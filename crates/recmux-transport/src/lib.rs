//! Pipe transport for the recognizer messaging substrate.
//!
//! This is the lowest layer of recmux. It provides:
//! - [`PipeEnd`], an owned, close-on-exec pipe descriptor that implements
//!   `Read + Write` and can be switched to non-blocking mode
//! - [`FdSet`] and [`select`], a thin wrapper over the `select(2)` readiness wait
//!
//! Everything above this layer works on these two building blocks.

#![cfg(unix)]

pub mod error;
pub mod pipe;
pub mod select;

pub use error::{Result, TransportError};
pub use pipe::{pipe, PipeEnd};
pub use select::{select, FdSet, MAX_SELECT_FD};
use std::os::fd::RawFd;

use recmux_transport::TransportError;

/// Errors that can occur while framing, queueing or multiplexing messages.
#[derive(Debug, thiserror::Error)]
pub enum FrameError {
    /// Transport-level error (descriptor flags, readiness wait).
    #[error("transport error: {0}")]
    Transport(#[from] TransportError),

    /// An unrecoverable I/O error on a queue's descriptor.
    #[error("I/O error on fd {fd}: {source}")]
    Io { fd: RawFd, source: std::io::Error },

    /// The peer end of the pipe is gone.
    #[error("broken pipe on fd {fd}")]
    BrokenPipe { fd: RawFd },

    /// A length prefix smaller than the message header.
    #[error("invalid message length {len} (header alone is {min} bytes)")]
    InvalidLength { len: usize, min: usize },

    /// A length prefix above the configured maximum.
    #[error("message too large ({size} bytes, max {max})")]
    MessageTooLarge { size: usize, max: usize },
}

impl FrameError {
    /// Whether the error means the peer process can no longer be reached.
    pub fn is_broken_pipe(&self) -> bool {
        matches!(self, FrameError::BrokenPipe { .. })
    }
}

pub type Result<T> = std::result::Result<T, FrameError>;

> **How to complete this task**
Reproduce each of the entries exactly, omitting none.

> **Written answer**
filename crates/recmux-transport/src/lib.rs
//! Pipe transport for the recognizer messaging substrate.
//!
//! This is the lowest layer of recmux. It provides:
//! - [`PipeEnd`], an owned, close-on-exec pipe descriptor that implements
//!   `Read + Write` and can be switched to non-blocking mode
//! - [`FdSet`] and [`select`], a thin wrapper over the `select(2)` readiness wait
//!
//! Everything above this layer works on these two building blocks.

#![cfg(unix)]

pub mod error;
pub mod pipe;
pub mod select;

pub use error::{Result, TransportError};
pub use pipe::{pipe, PipeEnd};
pub use select::{select, FdSet, MAX_SELECT_FD};
use std::os::fd::RawFd;

use recmux_transport::TransportError;

/// Errors that can occur while framing, queueing or multiplexing messages.
#[derive(Debug, thiserror::Error)]
pub enum FrameError {
    /// Transport-level error (descriptor flags, readiness wait).
    #[error("transport error: {0}")]
    Transport(#[from] TransportError),

    /// An unrecoverable I/O error on a queue's descriptor.
    #[error("I/O error on fd {fd}: {source}")]
    Io { fd: RawFd, source: std::io::Error },

    /// The peer end of the pipe is gone.
    #[error("broken pipe on fd {fd}")]
    BrokenPipe { fd: RawFd },

    /// A length prefix smaller than the message header.
    #[error("invalid message length {len} (header alone is {min} bytes)")]
    InvalidLength { len: usize, min: usize },

    /// A length prefix above the configured maximum.
    #[error("message too large ({size} bytes, max {max})")]
    MessageTooLarge { size: usize, max: usize },
}

impl FrameError {
    /// Whether the error means the peer process can no longer be reached.
    pub fn is_broken_pipe(&self) -> bool {
        matches!(self, FrameError::BrokenPipe { .. })
    }
}

pub type Result<T> = std::result::Result<T, FrameError>;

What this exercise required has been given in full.